What started as a fun project for a group of Loudoun middle schoolers has developed into a patented invention designed to save the lives of flood victims.
Earlier this month, eight students received a letter from the Patent and Trademark Office officially declaring their invention, dubbed the Floodie, patented. It was the culmination of a years-long effort to guarantee the manufacturing rights for their unique take on a life jacket.
The eight young inventors met through a FIRST Robotics club three years ago. As part of the club’s annual competition, the students were tasked with coming up with a solution that would aid in the response to natural disasters.

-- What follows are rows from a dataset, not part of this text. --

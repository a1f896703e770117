//! Bootstrap for the rail supervisory controller.
//!
//! Talks to the hardware through a character device when `--device` is
//! given and to the built-in train simulator otherwise.
//!
//! Usage:
//!   cargo run --bin rail_ctrl -- [OPTIONS]
//!
//! Options:
//!   --profile <NAME>     basic, braking, approach or full (default: full)
//!   --device <PATH>      Serial/I2C character device (default: simulator)
//!   --settle-ms <MS>     Wait between request and response (default: 400)
//!   --seed <N>           Simulator RNG seed
//!   --fault-after <N>    Simulator sends the fault sentinel after N exchanges
//!   --log-level <LEVEL>  error, warn, info, debug or trace (default: info)
//!   -v, --verbose        Log every exchange
//!   -q, --quiet          Log warnings and errors only

use std::env;
use std::path::PathBuf;
use std::process;

use rail_ctrl::error::{RailError, Result};
use rail_ctrl::sim::{SimConfig, TrainSimulator};
use rail_ctrl::transport::{SettledTransport, DEFAULT_SETTLE};
use rail_ctrl::{display::ConsoleDisplay, run_with, ControllerConfig, FeatureSet};
use rail_ctrl_core::logging::{self, Level};
use rail_ctrl_core::log_info;
use rail_ctrl_core::time::Timespec;

struct Args {
    features: FeatureSet,
    device: Option<PathBuf>,
    settle: Timespec,
    seed: Option<u64>,
    fault_after: Option<u64>,
    level: Level,
}

fn parse_args(raw: &[String]) -> Result<Option<Args>> {
    let mut args = Args {
        features: FeatureSet::FULL,
        device: None,
        settle: DEFAULT_SETTLE,
        seed: None,
        fault_after: None,
        level: Level::Info,
    };

    let mut i = 1;
    while i < raw.len() {
        match raw[i].as_str() {
            "--profile" => {
                i += 1;
                let name = value(raw, i, "profile")?;
                args.features = FeatureSet::from_name(name).ok_or_else(|| {
                    RailError::InvalidValue {
                        name: "profile",
                        value: name.to_string(),
                    }
                })?;
            }
            "--device" => {
                i += 1;
                args.device = Some(PathBuf::from(value(raw, i, "device")?));
            }
            "--settle-ms" => {
                i += 1;
                args.settle = Timespec::from_millis(number(raw, i, "settle-ms")?);
            }
            "--seed" => {
                i += 1;
                args.seed = Some(number(raw, i, "seed")?);
            }
            "--fault-after" => {
                i += 1;
                args.fault_after = Some(number(raw, i, "fault-after")?);
            }
            "--log-level" => {
                i += 1;
                let name = value(raw, i, "log-level")?;
                args.level = Level::from_name(name).ok_or_else(|| RailError::InvalidValue {
                    name: "log-level",
                    value: name.to_string(),
                })?;
            }
            "-v" | "--verbose" => args.level = Level::Trace,
            "-q" | "--quiet" => args.level = Level::Warn,
            "-h" | "--help" => return Ok(None),
            other => return Err(RailError::UnknownOption(other.to_string())),
        }
        i += 1;
    }

    Ok(Some(args))
}

fn value<'a>(raw: &'a [String], i: usize, name: &'static str) -> Result<&'a str> {
    raw.get(i)
        .map(String::as_str)
        .ok_or(RailError::MissingValue(name))
}

fn number(raw: &[String], i: usize, name: &'static str) -> Result<u64> {
    let text = value(raw, i, name)?;
    text.parse().map_err(|_| RailError::InvalidValue {
        name,
        value: text.to_string(),
    })
}

fn print_usage() {
    eprintln!(
        "Usage: rail_ctrl [OPTIONS]\n\
         \n\
         Options:\n\
         \x20 --profile <NAME>     basic, braking, approach or full (default: full)\n\
         \x20 --device <PATH>      Serial/I2C character device (default: simulator)\n\
         \x20 --settle-ms <MS>     Wait between request and response (default: 400)\n\
         \x20 --seed <N>           Simulator RNG seed\n\
         \x20 --fault-after <N>    Simulator sends the fault sentinel after N exchanges\n\
         \x20 --log-level <LEVEL>  error, warn, info, debug or trace (default: info)\n\
         \x20 -v, --verbose        Log every exchange\n\
         \x20 -q, --quiet          Log warnings and errors only\n\
         \x20 -h, --help           Show this help"
    );
}

fn main() {
    let raw: Vec<String> = env::args().collect();
    let args = match parse_args(&raw) {
        Ok(Some(args)) => args,
        Ok(None) => {
            print_usage();
            process::exit(0);
        }
        Err(e) => {
            eprintln!("Error: {e}");
            print_usage();
            process::exit(1);
        }
    };

    logging::set_max_level(args.level);
    let config = ControllerConfig::for_features(args.features);

    match args.device {
        Some(path) => {
            let transport = SettledTransport::open(&path, args.settle).unwrap_or_else(|e| {
                eprintln!("Error: {e}");
                process::exit(1);
            });
            log_info!(
                "profile {}, device {}, settle {} ms",
                args.features.name(),
                path.display(),
                transport.settle().as_nanos() / 1_000_000
            );
            run_with(config, transport, ConsoleDisplay)
        }
        None => {
            let sim = TrainSimulator::new(SimConfig {
                seed: args.seed,
                fault_after: args.fault_after,
                ..SimConfig::default()
            })
            .unwrap_or_else(|e| {
                eprintln!("Error: {e}");
                process::exit(1);
            });
            log_info!("profile {}, simulated peer", args.features.name());
            run_with(config, sim, ConsoleDisplay)
        }
    }
}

“We decided on floods because there had been a lot of floods recently,” said Samantha Steadman, a sophomore at the Academy of Science and Freedom High School.
In 2013, flooding hit parts of Colorado, Haiti and the Philippines particularly hard. That year, floods worldwide accounted for 44 percent of deaths caused by natural disaster—more than any other natural disaster, according to World Disasters Report. The students talked about what might save lives during flash floods and thought more people might keep on hand—and wear—a less cumbersome life jacket.
“In a flash flooding event, you’re not just wearing a life jacket around your house,” Samantha said. “We wanted to make something more comfortable and accessible. … Hence, the Floodie was born—flood hoodie.”
The Floodie, when deflated, looks and feels like a hooded sweatshirt. But when it is under water for more than 3 seconds, it self-inflates. The Floodie also includes reflective stripes and a GPS chip that can communicate a victim’s location to search and rescue teams. It is also retrofitted with a provisional pouch, stocked with a Clif bar, Meal Ready-to-Eat, foil blanket, flashlight and water.
[Watch an LCPS-TV video about the process to invent the Floodie below.]
Rohan Arora, a sophomore at Thomas Jefferson High School for Science and Technology, said the final product reflects how well the team members worked together. Each student brought something to the table, whether it was coming up with the self-inflating concept or researching what should go into the provisional pouch. One student, Connor Patterson, even learned to sew so he could create the prototype.
“Without each person, we wouldn’t have been able to create this invention,” Rohan said.
The students also offered a big thanks to Oblon, an intellectual property firm that took on the students’ case pro bono to get the Floodie patented.
Now the students are talking about the possibilities of manufacturing the Floodie. Rahul Busayavalasa, a Freedom High School sophomore, said they don’t have the capital to mass produce their invention, but they would be interested in leasing the rights for someone else to manufacture it.
Otherwise, they are considering picking up their project again after they graduate high school. Busayavalasa, for one, wants to get at least a couple of business classes under his belt first. “I’m in the first semester of my first business class, AP economics, so I think I’ll learn a lot there,” he said.
Satya Paruchuri, a sophomore at Thomas Jefferson High School, said just living in Northern Virginia has opened a lot of doors for the team of inventors, like having a connection to the Oblon firm, and may open up more. The right person may hear about the Floodie and want to manufacture it for the Red Cross. “There’s so much opportunity here,” she said, “so who knows.”